◆ TO DO: This exercise calls for the line with "use tokio::sync::mpsc;", the line with "const USAGE: &str", and all lines between them in the material below, output exactly and with no other lines.

◆ ◆ ◆ ◆ ◆ ◆ ◆

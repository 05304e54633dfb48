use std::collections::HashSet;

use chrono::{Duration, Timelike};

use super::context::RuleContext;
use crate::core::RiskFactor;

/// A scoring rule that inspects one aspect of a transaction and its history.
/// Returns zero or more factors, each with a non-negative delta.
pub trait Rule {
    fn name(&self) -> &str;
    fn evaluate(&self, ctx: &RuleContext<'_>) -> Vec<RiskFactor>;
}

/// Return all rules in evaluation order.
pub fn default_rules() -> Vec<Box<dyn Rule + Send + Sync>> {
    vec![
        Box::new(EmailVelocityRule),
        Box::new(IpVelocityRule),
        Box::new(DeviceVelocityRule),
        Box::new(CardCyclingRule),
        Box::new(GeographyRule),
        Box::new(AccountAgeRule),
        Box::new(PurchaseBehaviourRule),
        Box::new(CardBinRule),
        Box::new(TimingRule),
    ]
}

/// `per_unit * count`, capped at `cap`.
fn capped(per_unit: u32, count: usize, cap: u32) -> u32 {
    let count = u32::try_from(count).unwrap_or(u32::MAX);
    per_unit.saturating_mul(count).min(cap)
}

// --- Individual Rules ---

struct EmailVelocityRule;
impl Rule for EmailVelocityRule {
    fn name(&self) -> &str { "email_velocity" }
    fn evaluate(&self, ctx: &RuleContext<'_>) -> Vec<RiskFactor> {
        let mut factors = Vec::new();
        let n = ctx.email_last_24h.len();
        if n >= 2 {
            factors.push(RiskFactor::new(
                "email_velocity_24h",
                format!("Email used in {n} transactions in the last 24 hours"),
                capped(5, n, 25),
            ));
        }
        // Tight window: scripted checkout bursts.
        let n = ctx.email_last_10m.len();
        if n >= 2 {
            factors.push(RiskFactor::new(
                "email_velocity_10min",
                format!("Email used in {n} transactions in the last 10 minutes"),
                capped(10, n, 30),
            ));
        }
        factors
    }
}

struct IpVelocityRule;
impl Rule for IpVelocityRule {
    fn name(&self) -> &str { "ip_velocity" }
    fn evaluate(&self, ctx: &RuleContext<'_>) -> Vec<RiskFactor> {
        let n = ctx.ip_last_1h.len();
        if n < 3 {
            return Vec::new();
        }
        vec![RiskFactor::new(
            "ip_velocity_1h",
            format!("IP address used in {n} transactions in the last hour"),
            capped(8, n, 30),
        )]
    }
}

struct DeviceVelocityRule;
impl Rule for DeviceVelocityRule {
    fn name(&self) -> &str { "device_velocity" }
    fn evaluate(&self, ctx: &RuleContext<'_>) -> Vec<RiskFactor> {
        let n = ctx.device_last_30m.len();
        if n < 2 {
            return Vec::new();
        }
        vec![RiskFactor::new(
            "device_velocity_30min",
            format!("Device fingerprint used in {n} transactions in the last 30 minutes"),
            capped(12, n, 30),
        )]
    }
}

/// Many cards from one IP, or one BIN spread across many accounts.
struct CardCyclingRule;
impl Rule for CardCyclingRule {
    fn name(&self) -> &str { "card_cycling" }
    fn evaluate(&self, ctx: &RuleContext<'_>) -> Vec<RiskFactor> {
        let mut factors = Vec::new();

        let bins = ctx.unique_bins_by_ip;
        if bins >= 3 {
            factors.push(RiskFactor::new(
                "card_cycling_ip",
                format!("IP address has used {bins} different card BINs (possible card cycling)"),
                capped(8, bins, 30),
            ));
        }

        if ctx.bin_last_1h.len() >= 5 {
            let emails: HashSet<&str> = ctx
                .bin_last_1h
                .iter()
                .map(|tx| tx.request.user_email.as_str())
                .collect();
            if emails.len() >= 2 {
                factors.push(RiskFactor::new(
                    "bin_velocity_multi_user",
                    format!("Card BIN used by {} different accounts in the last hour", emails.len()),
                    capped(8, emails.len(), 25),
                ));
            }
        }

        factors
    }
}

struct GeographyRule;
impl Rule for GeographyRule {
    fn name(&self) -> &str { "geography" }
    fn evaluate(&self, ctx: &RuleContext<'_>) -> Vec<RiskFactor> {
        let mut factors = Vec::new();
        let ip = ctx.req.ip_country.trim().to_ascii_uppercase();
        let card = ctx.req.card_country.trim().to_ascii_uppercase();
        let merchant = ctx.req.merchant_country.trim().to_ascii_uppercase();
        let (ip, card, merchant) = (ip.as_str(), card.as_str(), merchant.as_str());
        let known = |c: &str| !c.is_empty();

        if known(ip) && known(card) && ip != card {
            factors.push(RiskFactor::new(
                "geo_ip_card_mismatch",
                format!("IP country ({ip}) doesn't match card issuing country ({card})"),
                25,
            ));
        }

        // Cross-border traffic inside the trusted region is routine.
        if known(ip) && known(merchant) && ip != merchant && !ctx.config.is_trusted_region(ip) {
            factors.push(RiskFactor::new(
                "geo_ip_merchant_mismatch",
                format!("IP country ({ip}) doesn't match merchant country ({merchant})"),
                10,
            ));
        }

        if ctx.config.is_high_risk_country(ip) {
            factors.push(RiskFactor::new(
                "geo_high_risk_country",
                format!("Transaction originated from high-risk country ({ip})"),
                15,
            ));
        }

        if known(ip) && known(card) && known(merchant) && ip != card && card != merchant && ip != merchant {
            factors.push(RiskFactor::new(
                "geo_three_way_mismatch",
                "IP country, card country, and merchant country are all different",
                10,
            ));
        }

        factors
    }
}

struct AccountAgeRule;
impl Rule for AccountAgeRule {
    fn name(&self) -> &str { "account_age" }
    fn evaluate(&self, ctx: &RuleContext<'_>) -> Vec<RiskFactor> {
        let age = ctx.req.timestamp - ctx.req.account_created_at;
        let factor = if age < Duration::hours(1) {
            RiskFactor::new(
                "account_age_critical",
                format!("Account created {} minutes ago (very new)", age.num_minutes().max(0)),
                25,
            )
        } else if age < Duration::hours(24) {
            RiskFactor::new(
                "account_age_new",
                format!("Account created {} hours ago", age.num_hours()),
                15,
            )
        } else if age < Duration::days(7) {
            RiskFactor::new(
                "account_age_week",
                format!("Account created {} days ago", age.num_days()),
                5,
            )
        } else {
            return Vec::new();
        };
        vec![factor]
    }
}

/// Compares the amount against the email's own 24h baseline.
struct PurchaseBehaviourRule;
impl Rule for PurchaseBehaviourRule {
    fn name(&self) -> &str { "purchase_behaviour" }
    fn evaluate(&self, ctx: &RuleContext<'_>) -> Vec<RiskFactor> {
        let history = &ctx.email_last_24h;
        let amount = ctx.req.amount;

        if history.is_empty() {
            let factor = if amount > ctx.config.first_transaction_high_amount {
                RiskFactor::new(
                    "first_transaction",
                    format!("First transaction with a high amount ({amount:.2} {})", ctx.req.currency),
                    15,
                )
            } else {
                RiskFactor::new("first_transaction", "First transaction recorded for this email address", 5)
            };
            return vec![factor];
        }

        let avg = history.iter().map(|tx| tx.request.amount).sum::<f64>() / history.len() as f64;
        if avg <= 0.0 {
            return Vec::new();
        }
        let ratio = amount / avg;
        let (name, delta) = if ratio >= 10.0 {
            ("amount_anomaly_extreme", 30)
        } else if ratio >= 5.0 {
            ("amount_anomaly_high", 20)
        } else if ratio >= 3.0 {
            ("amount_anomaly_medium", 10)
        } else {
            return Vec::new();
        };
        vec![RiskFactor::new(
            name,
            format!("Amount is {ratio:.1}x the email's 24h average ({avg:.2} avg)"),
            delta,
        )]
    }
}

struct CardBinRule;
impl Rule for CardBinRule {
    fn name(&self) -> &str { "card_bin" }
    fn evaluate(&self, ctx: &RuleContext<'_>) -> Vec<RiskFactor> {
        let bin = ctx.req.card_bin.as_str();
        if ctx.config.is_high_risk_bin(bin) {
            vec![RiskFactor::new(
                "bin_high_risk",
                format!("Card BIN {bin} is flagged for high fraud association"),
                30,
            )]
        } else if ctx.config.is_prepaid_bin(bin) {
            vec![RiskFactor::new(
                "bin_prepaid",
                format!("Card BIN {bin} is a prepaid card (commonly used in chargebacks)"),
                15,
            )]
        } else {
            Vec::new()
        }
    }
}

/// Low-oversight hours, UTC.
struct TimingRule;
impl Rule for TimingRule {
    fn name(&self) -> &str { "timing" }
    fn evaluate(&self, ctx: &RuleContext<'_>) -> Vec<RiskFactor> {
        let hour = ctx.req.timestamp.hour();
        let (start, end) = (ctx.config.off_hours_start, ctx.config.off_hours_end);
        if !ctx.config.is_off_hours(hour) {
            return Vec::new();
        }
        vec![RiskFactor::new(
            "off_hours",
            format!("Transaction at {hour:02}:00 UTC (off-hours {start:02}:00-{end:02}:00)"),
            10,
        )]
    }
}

◆ ◆ ◆ ◆ ◆ ◆ ◆

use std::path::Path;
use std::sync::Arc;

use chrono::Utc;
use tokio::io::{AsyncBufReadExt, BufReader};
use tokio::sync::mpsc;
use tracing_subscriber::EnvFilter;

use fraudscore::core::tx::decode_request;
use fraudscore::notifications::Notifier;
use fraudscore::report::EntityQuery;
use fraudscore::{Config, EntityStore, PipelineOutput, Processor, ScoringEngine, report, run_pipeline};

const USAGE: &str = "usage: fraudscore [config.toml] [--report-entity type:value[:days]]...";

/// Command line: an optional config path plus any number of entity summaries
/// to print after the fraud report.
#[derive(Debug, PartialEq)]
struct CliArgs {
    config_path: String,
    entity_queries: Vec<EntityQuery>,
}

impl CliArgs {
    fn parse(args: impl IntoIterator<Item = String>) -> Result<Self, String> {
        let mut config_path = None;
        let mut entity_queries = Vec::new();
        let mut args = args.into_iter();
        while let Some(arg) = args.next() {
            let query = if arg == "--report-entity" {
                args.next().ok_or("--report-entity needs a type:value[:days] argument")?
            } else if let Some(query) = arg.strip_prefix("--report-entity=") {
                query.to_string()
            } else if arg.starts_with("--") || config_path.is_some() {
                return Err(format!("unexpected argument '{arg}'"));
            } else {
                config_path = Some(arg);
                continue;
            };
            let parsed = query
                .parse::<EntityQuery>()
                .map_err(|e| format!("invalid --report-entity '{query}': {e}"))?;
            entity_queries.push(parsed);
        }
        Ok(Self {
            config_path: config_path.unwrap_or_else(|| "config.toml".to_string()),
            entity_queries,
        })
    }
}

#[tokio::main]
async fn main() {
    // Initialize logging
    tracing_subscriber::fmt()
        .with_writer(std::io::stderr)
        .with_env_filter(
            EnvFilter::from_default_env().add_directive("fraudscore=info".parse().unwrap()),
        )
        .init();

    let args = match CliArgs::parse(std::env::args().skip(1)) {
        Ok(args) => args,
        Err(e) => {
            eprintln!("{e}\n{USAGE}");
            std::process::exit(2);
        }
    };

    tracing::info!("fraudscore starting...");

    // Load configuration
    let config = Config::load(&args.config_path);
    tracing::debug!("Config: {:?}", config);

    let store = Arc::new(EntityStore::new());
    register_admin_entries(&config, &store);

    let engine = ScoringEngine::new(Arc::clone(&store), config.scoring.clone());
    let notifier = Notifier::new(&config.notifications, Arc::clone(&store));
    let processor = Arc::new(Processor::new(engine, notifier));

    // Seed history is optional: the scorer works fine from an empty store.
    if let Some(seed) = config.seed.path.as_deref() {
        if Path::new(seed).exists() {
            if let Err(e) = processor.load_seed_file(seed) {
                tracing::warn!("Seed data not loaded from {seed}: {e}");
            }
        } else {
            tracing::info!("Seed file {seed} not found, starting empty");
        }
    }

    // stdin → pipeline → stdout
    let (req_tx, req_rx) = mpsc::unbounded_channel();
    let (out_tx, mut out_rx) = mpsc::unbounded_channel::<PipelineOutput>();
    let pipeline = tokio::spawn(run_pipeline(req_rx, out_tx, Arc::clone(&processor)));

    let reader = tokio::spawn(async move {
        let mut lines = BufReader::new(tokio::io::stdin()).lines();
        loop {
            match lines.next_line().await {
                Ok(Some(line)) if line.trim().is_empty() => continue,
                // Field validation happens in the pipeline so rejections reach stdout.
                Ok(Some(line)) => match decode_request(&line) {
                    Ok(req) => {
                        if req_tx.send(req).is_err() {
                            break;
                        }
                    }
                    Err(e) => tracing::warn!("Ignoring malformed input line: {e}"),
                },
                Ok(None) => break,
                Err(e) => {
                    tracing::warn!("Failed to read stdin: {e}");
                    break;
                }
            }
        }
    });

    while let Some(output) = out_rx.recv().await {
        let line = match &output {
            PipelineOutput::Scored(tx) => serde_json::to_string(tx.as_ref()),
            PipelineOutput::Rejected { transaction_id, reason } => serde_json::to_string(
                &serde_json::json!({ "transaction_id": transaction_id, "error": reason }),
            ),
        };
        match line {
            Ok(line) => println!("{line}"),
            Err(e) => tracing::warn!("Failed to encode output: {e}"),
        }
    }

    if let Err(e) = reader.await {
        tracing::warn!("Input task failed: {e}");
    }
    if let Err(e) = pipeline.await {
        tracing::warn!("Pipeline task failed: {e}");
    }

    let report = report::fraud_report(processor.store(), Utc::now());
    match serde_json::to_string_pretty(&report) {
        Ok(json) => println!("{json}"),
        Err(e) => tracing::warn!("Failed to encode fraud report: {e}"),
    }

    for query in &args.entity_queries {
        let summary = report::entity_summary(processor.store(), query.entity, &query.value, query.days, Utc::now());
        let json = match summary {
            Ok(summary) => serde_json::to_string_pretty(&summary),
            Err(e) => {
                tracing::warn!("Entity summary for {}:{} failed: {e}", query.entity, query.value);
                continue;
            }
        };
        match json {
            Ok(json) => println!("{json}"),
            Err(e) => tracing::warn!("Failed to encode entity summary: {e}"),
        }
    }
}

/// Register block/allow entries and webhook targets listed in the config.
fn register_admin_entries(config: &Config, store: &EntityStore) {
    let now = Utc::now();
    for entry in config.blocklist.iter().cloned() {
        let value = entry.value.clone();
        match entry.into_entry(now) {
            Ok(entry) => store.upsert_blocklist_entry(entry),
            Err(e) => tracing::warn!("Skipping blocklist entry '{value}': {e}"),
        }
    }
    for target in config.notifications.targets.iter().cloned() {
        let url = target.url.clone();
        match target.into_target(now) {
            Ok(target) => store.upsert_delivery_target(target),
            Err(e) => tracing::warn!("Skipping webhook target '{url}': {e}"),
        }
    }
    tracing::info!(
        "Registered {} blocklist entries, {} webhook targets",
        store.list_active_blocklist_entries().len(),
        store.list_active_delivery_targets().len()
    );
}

◆ ◆ ◆ ◆ ◆ ◆ ◆

◆ SOLUTION TO THE PROBLEM:
use tokio::sync::mpsc;
use tracing_subscriber::EnvFilter;

use fraudscore::core::tx::decode_request;
use fraudscore::notifications::Notifier;
use fraudscore::report::EntityQuery;
use fraudscore::{Config, EntityStore, PipelineOutput, Processor, ScoringEngine, report, run_pipeline};

const USAGE: &str = "usage: fraudscore [config.toml] [--report-entity type:value[:days]]...";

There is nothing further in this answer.